◆ PROBLEM TO WORK ON
From the entries below, please gather each line containing the string "None".

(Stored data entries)
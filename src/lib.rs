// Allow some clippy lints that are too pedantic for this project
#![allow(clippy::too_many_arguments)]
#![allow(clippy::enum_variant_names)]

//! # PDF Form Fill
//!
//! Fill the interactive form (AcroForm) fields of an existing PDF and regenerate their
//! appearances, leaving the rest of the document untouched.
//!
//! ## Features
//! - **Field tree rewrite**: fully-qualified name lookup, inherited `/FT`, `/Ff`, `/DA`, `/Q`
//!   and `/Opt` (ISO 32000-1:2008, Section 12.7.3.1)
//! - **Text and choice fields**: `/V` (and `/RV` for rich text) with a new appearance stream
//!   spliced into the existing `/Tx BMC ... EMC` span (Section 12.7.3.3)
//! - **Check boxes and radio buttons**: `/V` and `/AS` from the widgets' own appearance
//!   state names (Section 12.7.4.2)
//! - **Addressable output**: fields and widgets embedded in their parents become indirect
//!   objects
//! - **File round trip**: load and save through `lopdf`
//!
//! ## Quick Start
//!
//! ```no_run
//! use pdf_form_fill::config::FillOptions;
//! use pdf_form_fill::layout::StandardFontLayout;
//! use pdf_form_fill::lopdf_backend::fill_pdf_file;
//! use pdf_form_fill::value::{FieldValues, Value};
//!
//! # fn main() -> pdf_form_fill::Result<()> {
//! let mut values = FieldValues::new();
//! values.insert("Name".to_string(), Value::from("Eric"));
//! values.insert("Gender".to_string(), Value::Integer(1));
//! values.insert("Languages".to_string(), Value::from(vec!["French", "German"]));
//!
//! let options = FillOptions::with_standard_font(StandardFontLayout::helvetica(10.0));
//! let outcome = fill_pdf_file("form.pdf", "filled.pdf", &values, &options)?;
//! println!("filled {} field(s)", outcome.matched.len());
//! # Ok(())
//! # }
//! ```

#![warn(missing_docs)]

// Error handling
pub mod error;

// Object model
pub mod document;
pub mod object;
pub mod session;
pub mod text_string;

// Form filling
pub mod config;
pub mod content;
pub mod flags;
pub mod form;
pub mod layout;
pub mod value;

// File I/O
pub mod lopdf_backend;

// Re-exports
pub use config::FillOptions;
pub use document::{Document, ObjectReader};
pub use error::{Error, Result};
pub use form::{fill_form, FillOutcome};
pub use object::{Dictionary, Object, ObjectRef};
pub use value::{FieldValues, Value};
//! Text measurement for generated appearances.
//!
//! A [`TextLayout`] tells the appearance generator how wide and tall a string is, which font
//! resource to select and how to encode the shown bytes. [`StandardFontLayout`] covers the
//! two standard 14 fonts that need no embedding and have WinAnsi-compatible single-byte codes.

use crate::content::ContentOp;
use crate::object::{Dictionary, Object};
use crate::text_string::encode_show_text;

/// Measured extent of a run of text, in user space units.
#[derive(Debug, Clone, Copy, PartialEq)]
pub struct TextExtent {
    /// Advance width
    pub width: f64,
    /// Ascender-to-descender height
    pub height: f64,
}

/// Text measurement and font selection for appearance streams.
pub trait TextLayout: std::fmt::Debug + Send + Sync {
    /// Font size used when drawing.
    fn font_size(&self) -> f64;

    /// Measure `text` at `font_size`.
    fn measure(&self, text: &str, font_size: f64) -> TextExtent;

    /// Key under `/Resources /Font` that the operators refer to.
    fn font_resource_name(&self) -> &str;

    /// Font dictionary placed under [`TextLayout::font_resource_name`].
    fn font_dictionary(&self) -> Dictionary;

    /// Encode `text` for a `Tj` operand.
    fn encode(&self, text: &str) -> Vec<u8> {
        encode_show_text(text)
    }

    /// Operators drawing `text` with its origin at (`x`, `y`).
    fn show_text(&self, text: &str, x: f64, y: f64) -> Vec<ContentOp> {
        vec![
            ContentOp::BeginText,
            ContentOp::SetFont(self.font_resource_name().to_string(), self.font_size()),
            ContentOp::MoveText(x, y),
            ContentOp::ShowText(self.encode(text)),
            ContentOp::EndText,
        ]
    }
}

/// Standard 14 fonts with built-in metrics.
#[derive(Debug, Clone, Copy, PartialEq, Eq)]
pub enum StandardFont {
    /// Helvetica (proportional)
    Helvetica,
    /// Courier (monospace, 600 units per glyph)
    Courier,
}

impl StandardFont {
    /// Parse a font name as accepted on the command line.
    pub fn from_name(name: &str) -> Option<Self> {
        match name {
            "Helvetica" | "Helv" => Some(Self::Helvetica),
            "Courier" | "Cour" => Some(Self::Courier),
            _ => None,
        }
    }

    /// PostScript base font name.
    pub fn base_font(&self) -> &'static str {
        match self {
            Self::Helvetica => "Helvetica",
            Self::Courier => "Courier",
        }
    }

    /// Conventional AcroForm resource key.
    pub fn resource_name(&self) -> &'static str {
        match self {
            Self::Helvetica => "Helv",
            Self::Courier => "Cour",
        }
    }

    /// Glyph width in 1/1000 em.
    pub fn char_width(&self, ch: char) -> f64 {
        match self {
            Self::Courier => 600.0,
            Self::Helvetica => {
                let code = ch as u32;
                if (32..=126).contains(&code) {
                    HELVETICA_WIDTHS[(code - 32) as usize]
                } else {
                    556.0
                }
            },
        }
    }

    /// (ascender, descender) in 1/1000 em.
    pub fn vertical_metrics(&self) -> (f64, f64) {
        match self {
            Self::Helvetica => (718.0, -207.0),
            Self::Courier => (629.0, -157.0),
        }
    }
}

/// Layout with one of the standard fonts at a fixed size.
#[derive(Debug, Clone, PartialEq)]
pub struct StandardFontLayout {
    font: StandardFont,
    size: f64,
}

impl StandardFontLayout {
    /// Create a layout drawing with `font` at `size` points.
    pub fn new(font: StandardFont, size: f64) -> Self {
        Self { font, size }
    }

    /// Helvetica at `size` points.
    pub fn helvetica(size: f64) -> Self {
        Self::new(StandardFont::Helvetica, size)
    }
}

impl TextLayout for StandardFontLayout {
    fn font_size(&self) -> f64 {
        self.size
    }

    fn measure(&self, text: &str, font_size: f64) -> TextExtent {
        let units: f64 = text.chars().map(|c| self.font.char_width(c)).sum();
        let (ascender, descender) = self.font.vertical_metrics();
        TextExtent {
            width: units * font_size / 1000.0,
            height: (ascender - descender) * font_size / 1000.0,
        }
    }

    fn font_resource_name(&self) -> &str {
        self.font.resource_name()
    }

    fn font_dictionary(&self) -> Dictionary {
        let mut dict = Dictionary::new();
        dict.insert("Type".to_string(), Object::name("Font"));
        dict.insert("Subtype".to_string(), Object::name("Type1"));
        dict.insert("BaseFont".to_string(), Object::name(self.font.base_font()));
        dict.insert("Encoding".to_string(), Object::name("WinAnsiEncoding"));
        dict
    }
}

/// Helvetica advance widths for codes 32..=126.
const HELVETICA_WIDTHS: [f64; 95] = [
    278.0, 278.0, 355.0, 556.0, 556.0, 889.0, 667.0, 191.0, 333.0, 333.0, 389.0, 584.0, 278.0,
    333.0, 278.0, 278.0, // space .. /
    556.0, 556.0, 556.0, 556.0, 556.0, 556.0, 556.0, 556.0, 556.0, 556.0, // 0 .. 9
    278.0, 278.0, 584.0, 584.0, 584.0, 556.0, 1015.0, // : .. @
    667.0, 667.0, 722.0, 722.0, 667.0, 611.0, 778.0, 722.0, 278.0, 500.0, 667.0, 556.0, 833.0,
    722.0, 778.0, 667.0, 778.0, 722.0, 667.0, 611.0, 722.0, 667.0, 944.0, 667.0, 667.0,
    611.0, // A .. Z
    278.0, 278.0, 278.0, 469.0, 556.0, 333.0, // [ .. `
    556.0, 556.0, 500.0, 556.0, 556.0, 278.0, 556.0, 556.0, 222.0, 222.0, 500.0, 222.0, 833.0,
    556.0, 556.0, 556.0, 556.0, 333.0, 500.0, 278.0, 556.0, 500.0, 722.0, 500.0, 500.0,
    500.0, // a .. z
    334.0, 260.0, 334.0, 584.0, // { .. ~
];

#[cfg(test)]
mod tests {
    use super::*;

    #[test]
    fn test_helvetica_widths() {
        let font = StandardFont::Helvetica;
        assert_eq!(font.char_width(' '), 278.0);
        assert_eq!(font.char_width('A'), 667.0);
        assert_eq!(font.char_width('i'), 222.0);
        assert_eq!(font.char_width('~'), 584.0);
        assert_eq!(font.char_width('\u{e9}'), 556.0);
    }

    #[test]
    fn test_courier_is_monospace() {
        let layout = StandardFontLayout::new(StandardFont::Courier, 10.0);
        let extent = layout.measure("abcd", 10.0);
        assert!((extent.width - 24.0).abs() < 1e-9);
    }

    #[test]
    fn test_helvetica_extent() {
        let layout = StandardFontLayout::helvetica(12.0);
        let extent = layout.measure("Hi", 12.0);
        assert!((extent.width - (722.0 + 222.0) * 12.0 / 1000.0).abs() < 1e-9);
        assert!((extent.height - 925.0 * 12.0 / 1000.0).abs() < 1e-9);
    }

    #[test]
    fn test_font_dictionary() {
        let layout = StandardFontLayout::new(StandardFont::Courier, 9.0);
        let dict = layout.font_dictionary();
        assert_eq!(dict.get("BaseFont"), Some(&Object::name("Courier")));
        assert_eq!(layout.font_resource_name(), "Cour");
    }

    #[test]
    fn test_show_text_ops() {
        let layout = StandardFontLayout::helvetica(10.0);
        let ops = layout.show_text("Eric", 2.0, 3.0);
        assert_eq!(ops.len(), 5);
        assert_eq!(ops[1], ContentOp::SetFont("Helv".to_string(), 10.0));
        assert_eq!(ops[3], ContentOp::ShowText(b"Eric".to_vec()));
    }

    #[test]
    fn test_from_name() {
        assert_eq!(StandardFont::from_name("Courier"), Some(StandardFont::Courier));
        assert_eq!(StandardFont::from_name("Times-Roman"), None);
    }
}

◆ FINISHED TASK
            _ => None,
        assert_eq!(StandardFont::from_name("Times-Roman"), None);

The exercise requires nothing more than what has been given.